The practical benefits of this approach could affect many industries. For autonomous vehicles, it shows how we can develop systems that can handle new cities and unusual traffic situations more reliably. In robotics, it could lead to robots that can adapt their learned skills to new environments and tasks rather than needing to be retrained for every variation. For everyday AI interactions, like virtual assistants or customer service systems, this approach could result in AI that better manages novel queries or unusual situations rather than just repeating memorized responses or being unable to stretch its thinking. The visual recognition improvement through RL is particularly relevant for applications involving computer vision, where RL could help develop more robust visual AI systems for everything from medical imaging to quality control in manufacturing. These improvements in generalization could lead to AI systems that feel more naturally intelligent and less brittle in their interactions with humans. Their intelligence will be truly generalizable.

Looking Forward

This research opens exciting new directions for AI development while also raising important questions about how we should approach the training of future AI systems. RL’s superiority in developing generalizable capabilities means we may need to fundamentally rethink how we train large AI models. Rather than focusing on expanding dataset size or model scale, the field might benefit from increased attention to training methods that promote genuine understanding. Deepseek R1’s RL-training approach has demonstrated how effective and efficient it can be.
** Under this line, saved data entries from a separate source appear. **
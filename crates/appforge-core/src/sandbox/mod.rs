//! Isolated build/test validation of workspace snapshots.
//!
//! A sandbox materializes a snapshot into a disposable execution
//! environment, runs the build and test commands under a timeout, and
//! reports a structured verdict. Script failures are ordinary results
//! fed back to the state machine; only backend faults (Docker
//! unreachable) are errors, and those are retried with bounded backoff
//! before surfacing.

use std::sync::Arc;
use std::time::Duration;

use async_trait::async_trait;

use crate::clock::{Clock, RetryPolicy};
use crate::errors::{AgentError, SandboxError};
use crate::snapshot::WorkspaceSnapshot;

pub mod docker;

pub use docker::DockerSandbox;

/// Outcome of one sandbox validation run.
#[derive(Debug, Clone, PartialEq, Eq)]
pub struct SandboxResult {
    /// Whether all commands exited successfully within the timeout.
    pub passed: bool,
    /// Captured stdout and stderr, interleaved.
    pub logs: String,
    /// Exit code of the command chain, if it ran to completion.
    pub exit_code: Option<i64>,
    /// Whether the combined timeout elapsed before completion.
    pub duration_exceeded: bool,
}

impl SandboxResult {
    pub fn timed_out(logs: String) -> Self {
        Self {
            passed: false,
            logs,
            exit_code: None,
            duration_exceeded: true,
        }
    }
}

#[async_trait]
pub trait SandboxExecutor: Send + Sync {
    /// Materialize `snapshot` into a fresh isolated environment and run
    /// `commands` in sequence under `timeout`.
    async fn validate(
        &self,
        snapshot: &WorkspaceSnapshot,
        commands: &[String],
        timeout: Duration,
    ) -> Result<SandboxResult, SandboxError>;

    /// Probe the execution backend, for the liveness endpoint.
    async fn health(&self) -> Result<(), SandboxError>;
}

/// Bounded pool of sandbox execution slots shared by all sessions.
/// Saturated validations queue on the semaphore; nothing is dropped.
#[derive(Clone)]
pub struct SandboxPool {
    slots: Arc<tokio::sync::Semaphore>,
}

impl SandboxPool {
    pub fn new(slots: usize) -> Self {
        Self {
            slots: Arc::new(tokio::sync::Semaphore::new(slots)),
        }
    }

    /// Wait for a free execution slot. The permit is released on every
    /// exit path, including cancellation, when the guard drops.
    pub async fn acquire(&self) -> Result<tokio::sync::OwnedSemaphorePermit, SandboxError> {
        self.slots
            .clone()
            .acquire_owned()
            .await
            .map_err(|_| SandboxError::PoolClosed)
    }

    pub fn available_slots(&self) -> usize {
        self.slots.available_permits()
    }
}

/// Run `operation`, retrying transient infrastructure failures with
/// bounded exponential backoff through the injected clock. Any
/// non-transient error surfaces immediately.
pub async fn retry_with_backoff<T, F, Fut>(
    clock: &dyn Clock,
    policy: &RetryPolicy,
    mut operation: F,
) -> Result<T, AgentError>
where
    F: FnMut() -> Fut,
    Fut: std::future::Future<Output = Result<T, AgentError>>,
{
    let mut attempt = 0;
    loop {
        match operation().await {
            Ok(value) => return Ok(value),
            Err(err) if err.is_transient() && attempt + 1 < policy.max_attempts => {
                let delay = policy.delay_for(attempt);
                log::warn!(
                    "Transient failure (attempt {}/{}), retrying in {:?}: {}",
                    attempt + 1,
                    policy.max_attempts,
                    delay,
                    err
                );
                clock.sleep(delay).await;
                attempt += 1;
            }
            Err(err) => return Err(err),
        }
    }
}
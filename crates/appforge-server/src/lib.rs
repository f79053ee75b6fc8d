//! HTTP/SSE front end for the appforge session engine.
//!
//! Exposes a single streaming endpoint: the client POSTs the full
//! conversation plus the opaque state blob, and receives the session's
//! events over SSE until the stream goes idle. The server holds no
//! session state between requests; everything needed to resume travels
//! in the events themselves.

pub mod error;
pub mod sse;
pub mod stream;

pub use error::{Result, ServerError};
pub use sse::{SseEvent, SseStream};
pub use stream::{session_event_stream, DeadlineStream, HeartbeatStream};

use appforge_core::{Collaborators, Session};
use appforge_protocol::AgentRequest;
use axum::extract::rejection::JsonRejection;
use axum::extract::{Json as AxumJson, State};
use axum::http::StatusCode;
use axum::response::{Json, Response};
use axum::routing::{get, options, post};
use axum::{middleware, Router};
use serde::Serialize;
use serde_json::json;
use std::net::SocketAddr;
use std::time::Duration;
use tokio::net::TcpListener;
use tower_http::cors::{Any, CorsLayer};
use tower_http::trace::TraceLayer;

/// Health check response.
#[derive(Serialize)]
pub struct HealthResponse {
    pub status: String,
    pub sandbox: String,
    pub available_sandbox_slots: usize,
    pub timestamp: chrono::DateTime<chrono::Utc>,
    pub version: String,
}

/// Configuration for the appforge server.
#[derive(Debug, Clone)]
pub struct ServerConfig {
    /// Server bind address
    pub bind_addr: SocketAddr,
    /// Enable CORS
    pub enable_cors: bool,
    /// CORS allowed origins (if None, allows any origin)
    pub cors_origins: Option<Vec<String>>,
    /// Enable request logging
    pub enable_logging: bool,
    /// Transport-level SSE comment keep-alive interval
    pub sse_keepalive_interval: Duration,
    /// Wall-clock cap on a whole message stream. When exceeded, the
    /// session is cancelled and the stream ends with a RUNTIME_ERROR
    /// event.
    pub request_timeout: Duration,
}

impl Default for ServerConfig {
    fn default() -> Self {
        Self {
            bind_addr: "127.0.0.1:3000".parse().unwrap_or_else(|_| {
                SocketAddr::from(([127, 0, 0, 1], 3000))
            }),
            enable_cors: true,
            cors_origins: None,
            enable_logging: true,
            sse_keepalive_interval: Duration::from_secs(30),
            request_timeout: Duration::from_secs(600),
        }
    }
}

impl ServerConfig {
    pub fn new() -> Self {
        Self::default()
    }

    pub fn with_bind_addr(mut self, addr: SocketAddr) -> Self {
        self.bind_addr = addr;
        self
    }

    /// Parse and set the bind address from a string.
    pub fn with_bind_addr_str(mut self, addr: &str) -> Result<Self> {
        self.bind_addr = addr
            .parse()
            .map_err(|e| ServerError::config_error(format!("Invalid bind address: {}", e)))?;
        Ok(self)
    }

    pub fn with_cors(mut self, enable: bool) -> Self {
        self.enable_cors = enable;
        self
    }

    pub fn with_cors_origins(mut self, origins: Vec<String>) -> Self {
        self.cors_origins = Some(origins);
        self
    }

    pub fn with_logging(mut self, enable: bool) -> Self {
        self.enable_logging = enable;
        self
    }

    pub fn with_sse_keepalive(mut self, interval: Duration) -> Self {
        self.sse_keepalive_interval = interval;
        self
    }

    pub fn with_request_timeout(mut self, timeout: Duration) -> Self {
        self.request_timeout = timeout;
        self
    }
}

/// Shared application state: the session collaborators and server
/// configuration.
#[derive(Clone)]
pub struct AppState {
    pub collaborators: Collaborators,
    pub config: ServerConfig,
}

/// Handler for the /message POST endpoint.
///
/// Request validation failures are rejected before the stream starts;
/// everything after the first event is delivered in-stream, including
/// faults.
async fn message_handler(
    State(app_state): State<AppState>,
    payload: std::result::Result<AxumJson<AgentRequest>, JsonRejection>,
) -> std::result::Result<Response, (StatusCode, Json<serde_json::Value>)> {
    // Body-level failures (bad JSON, missing fields) are malformed
    // requests, not extractor internals: report them as 400 with the
    // same error shape as session validation failures.
    let AxumJson(request) = match payload {
        Ok(payload) => payload,
        Err(rejection) => {
            log::warn!("Rejecting malformed message body: {}", rejection);
            return Err((
                StatusCode::BAD_REQUEST,
                Json(json!({
                    "error": "invalid_request",
                    "details": rejection.body_text(),
                    "timestamp": chrono::Utc::now()
                })),
            ));
        }
    };

    log::info!(
        "Received message request for application {} (trace {})",
        request.application_id,
        request.trace_id
    );

    let session = match Session::resume(&request, app_state.collaborators.clone()).await {
        Ok(session) => session,
        Err(e) => {
            let error = ServerError::Session(e);
            let status = StatusCode::from_u16(error.status_code())
                .unwrap_or(StatusCode::INTERNAL_SERVER_ERROR);
            log::warn!("Rejecting message request: {}", error);
            return Err((
                status,
                Json(json!({
                    "error": error.error_type(),
                    "details": error.to_string(),
                    "timestamp": chrono::Utc::now()
                })),
            ));
        }
    };

    let heartbeat_interval = session.settings().heartbeat_interval();
    let trace_id = session.trace_id().to_string();
    // Deadline innermost so an expired session is dropped (cancelling
    // in-flight work) while heartbeats keep flowing until then.
    let events = HeartbeatStream::new(
        DeadlineStream::new(
            session_event_stream(session),
            app_state.config.request_timeout,
            trace_id.clone(),
        ),
        heartbeat_interval,
        trace_id,
    );

    Ok(sse::create_sse_response(
        events,
        app_state.config.sse_keepalive_interval,
    ))
}

/// Handler for the /health GET endpoint. Probes the sandbox backend so
/// orchestrators see degradation before sessions do.
async fn health_handler(State(app_state): State<AppState>) -> Json<HealthResponse> {
    let sandbox = match app_state.collaborators.sandbox.health().await {
        Ok(()) => "healthy".to_string(),
        Err(e) => {
            log::warn!("Sandbox health probe failed: {}", e);
            format!("unhealthy: {}", e)
        }
    };

    Json(HealthResponse {
        status: "healthy".to_string(),
        sandbox,
        available_sandbox_slots: app_state.collaborators.pool.available_slots(),
        timestamp: chrono::Utc::now(),
        version: env!("CARGO_PKG_VERSION").to_string(),
    })
}

/// The appforge SSE server.
pub struct AppServer {
    collaborators: Collaborators,
    config: ServerConfig,
}

impl AppServer {
    /// Create a new server with default configuration.
    pub fn new(collaborators: Collaborators) -> Self {
        Self {
            collaborators,
            config: ServerConfig::default(),
        }
    }

    /// Create a new server with custom configuration.
    pub fn with_config(collaborators: Collaborators, config: ServerConfig) -> Self {
        Self {
            collaborators,
            config,
        }
    }

    pub fn config(&self) -> &ServerConfig {
        &self.config
    }

    /// Build the Axum router with all routes and middleware.
    pub fn build_router(&self) -> Router {
        let state = AppState {
            collaborators: self.collaborators.clone(),
            config: self.config.clone(),
        };

        let mut router = Router::new()
            .route("/health", get(health_handler))
            .route("/message", post(message_handler))
            // CORS preflight
            .route("/message", options(|| async { StatusCode::OK }))
            .route("/health", options(|| async { StatusCode::OK }))
            .with_state(state);

        if self.config.enable_logging {
            router = router.layer(middleware::from_fn(
                |request: axum::http::Request<axum::body::Body>,
                 next: axum::middleware::Next| async {
                    let request_id = uuid::Uuid::new_v4().to_string();
                    let method = request.method().clone();
                    let uri = request.uri().clone();
                    log::info!("Request {} {} {}", request_id, method, uri);

                    let start = std::time::Instant::now();
                    let response = next.run(request).await;
                    let duration = start.elapsed();
                    log::info!("Response {} completed in {:?}", request_id, duration);

                    response
                },
            ));
        }

        router = router.layer(TraceLayer::new_for_http());

        if self.config.enable_cors {
            let cors_layer = if let Some(ref origins) = self.config.cors_origins {
                let origins: std::result::Result<Vec<_>, _> =
                    origins.iter().map(|s| s.parse()).collect();
                match origins {
                    Ok(origins) => CorsLayer::new()
                        .allow_origin(origins)
                        .allow_methods(Any)
                        .allow_headers(Any),
                    Err(_) => CorsLayer::permissive(),
                }
            } else {
                CorsLayer::permissive()
            };
            router = router.layer(cors_layer);
        }

        router
    }

    /// Start the server and listen for connections.
    ///
    /// This method will block until the server is shut down.
    pub async fn serve(self) -> Result<()> {
        let router = self.build_router();
        let listener = TcpListener::bind(self.config.bind_addr)
            .await
            .map_err(|e| {
                ServerError::config_error(format!(
                    "Failed to bind to {}: {}",
                    self.config.bind_addr, e
                ))
            })?;

        log::info!("appforge server starting on {}", self.config.bind_addr);
        log::info!("Health check: http://{}/health", self.config.bind_addr);
        log::info!("Message endpoint: http://{}/message", self.config.bind_addr);

        axum::serve(listener, router)
            .await
            .map_err(|e| ServerError::internal(format!("Server error: {}", e)))?;

        Ok(())
    }

    /// Start the server with graceful shutdown support.
    pub async fn serve_with_shutdown<F>(self, shutdown_signal: F) -> Result<()>
    where
        F: std::future::Future<Output = ()> + Send + 'static,
    {
        let router = self.build_router();
        let listener = TcpListener::bind(self.config.bind_addr)
            .await
            .map_err(|e| {
                ServerError::config_error(format!(
                    "Failed to bind to {}: {}",
                    self.config.bind_addr, e
                ))
            })?;

        log::info!(
            "appforge server starting on {} with graceful shutdown",
            self.config.bind_addr
        );

        axum::serve(listener, router)
            .with_graceful_shutdown(shutdown_signal)
            .await
            .map_err(|e| ServerError::internal(format!("Server error: {}", e)))?;

        log::info!("appforge server shut down gracefully");
        Ok(())
    }
}

/// Utility function to create a shutdown signal from Ctrl+C or SIGTERM.
pub async fn shutdown_signal() {
    let ctrl_c = async {
        if let Err(e) = tokio::signal::ctrl_c().await {
            log::error!("Failed to install Ctrl+C handler: {}", e);
        }
    };

    #[cfg(unix)]
    let terminate = async {
        match tokio::signal::unix::signal(tokio::signal::unix::SignalKind::terminate()) {
            Ok(mut signal) => {
                signal.recv().await;
            }
            Err(e) => log::error!("Failed to install signal handler: {}", e),
        }
    };

    #[cfg(not(unix))]
    let terminate = std::future::pending::<()>();

    tokio::select! {
        _ = ctrl_c => {
            log::info!("Received Ctrl+C, shutting down...");
        },
        _ = terminate => {
            log::info!("Received SIGTERM, shutting down...");
        },
    }
}
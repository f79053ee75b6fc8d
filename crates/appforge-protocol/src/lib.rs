//! Wire types for the appforge agent protocol.
//!
//! Defines the request and event shapes exchanged between clients and the
//! code-generation service: the conversation history submitted with each
//! request, the streamed event envelope, and the per-step diff metadata.
//! All session progress travels inside these types; the service keeps no
//! state of its own between requests.

pub mod events;
pub mod messages;
pub mod request;

pub use events::{AgentSseEvent, EventStatus};
pub use messages::{
    AgentMessage, ConversationMessage, DiffStatEntry, FileEntry, MessageBlock, MessageKind,
};
pub use request::AgentRequest;
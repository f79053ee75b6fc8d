//! Error types for the appforge server.

use appforge_core::AgentError;
use thiserror::Error;

/// Result type alias for server operations.
pub type Result<T> = std::result::Result<T, ServerError>;

/// Errors that can occur in the server layer.
#[derive(Error, Debug)]
pub enum ServerError {
    /// Session engine error
    #[error("Session error: {0}")]
    Session(#[from] AgentError),

    /// JSON serialization/deserialization error
    #[error("JSON error: {0}")]
    Json(#[from] serde_json::Error),

    /// HTTP server error
    #[error("HTTP server error: {0}")]
    Http(#[from] hyper::Error),

    /// IO error
    #[error("IO error: {0}")]
    Io(#[from] std::io::Error),

    /// Invalid request format
    #[error("Invalid request: {0}")]
    InvalidRequest(String),

    /// Server configuration error
    #[error("Configuration error: {0}")]
    Config(String),

    /// Internal server error
    #[error("Internal server error: {0}")]
    Internal(String),
}

impl ServerError {
    pub fn invalid_request(msg: impl Into<String>) -> Self {
        Self::InvalidRequest(msg.into())
    }

    pub fn config_error(msg: impl Into<String>) -> Self {
        Self::Config(msg.into())
    }

    pub fn internal(msg: impl Into<String>) -> Self {
        Self::Internal(msg.into())
    }

    /// HTTP status for this error, used before the stream has started.
    /// Once streaming, faults are delivered as RUNTIME_ERROR events
    /// instead.
    pub fn status_code(&self) -> u16 {
        match self {
            ServerError::InvalidRequest(_) | ServerError::Json(_) => 400,
            ServerError::Session(AgentError::Validation(_)) => 400,
            ServerError::Session(_)
            | ServerError::Http(_)
            | ServerError::Io(_)
            | ServerError::Config(_)
            | ServerError::Internal(_) => 500,
        }
    }

    pub fn error_type(&self) -> &'static str {
        match self {
            ServerError::Session(AgentError::Validation(_)) => "invalid_request",
            ServerError::Session(_) => "session_error",
            ServerError::Json(_) => "json_error",
            ServerError::Http(_) => "http_error",
            ServerError::Io(_) => "io_error",
            ServerError::InvalidRequest(_) => "invalid_request",
            ServerError::Config(_) => "config_error",
            ServerError::Internal(_) => "internal_error",
        }
    }
}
We are also shifting how we evaluate AI systems, moving beyond simple accuracy metrics on test sets to more sophisticated measures of generalization and adaptability. The findings suggest that RL might be necessary for developing more robust and flexible multimodal AI systems — ones that can effectively combine visual, textual, and other forms of information in flexible ways.

However, there are still many questions. While the research demonstrates RL’s advantages for generalization, we still don’t fully understand why RL produces these benefits or how to optimize the balance between SFT and RL that are both required in training. Questions about scalability and training efficiency also need to be addressed — RL training can be more computationally intensive and less stable than SFT. Future research needs to explore how these findings extend to other types of tasks and domains, and whether there might be ways to achieve similar generalization benefits through other training approaches. There’s also the broader question of how these insights might apply to the development of more advanced AI systems, particularly as we move toward more general artificial intelligence (AGI). The complementary roles of SFT and RL discovered in this research might provide clues about how to develop AI systems that combine reliable task performance with genuine adaptability and understanding.

Conclusion

This research by Chu et al. shows how different training approaches affect AI systems’ ability to learn and adapt. By showing that reinforcement learning leads to better generalization while supervised fine-tuning tends toward memorization, it provides insights for developing more capable and reliable AI systems. The finding that these methods work best in combination — with SFT providing a foundation that RL can build upon — draws a practical roadmap for future AI development. As we deploy AI in increasingly complex and unpredictable real-world situations, the ability to generalize learning beyond training examples becomes critically important. This research suggests that by combining training approaches and incorporating sufficient verification steps, we can develop AI systems that do not just memorize but truly understand — systems that can adapt to new situations, recognize novel patterns, and handle unexpected challenges. Generalizing AI can reliably serve everything from autonomous vehicles to medical diagnosis, while maintaining the flexibility to adapt as circumstances change.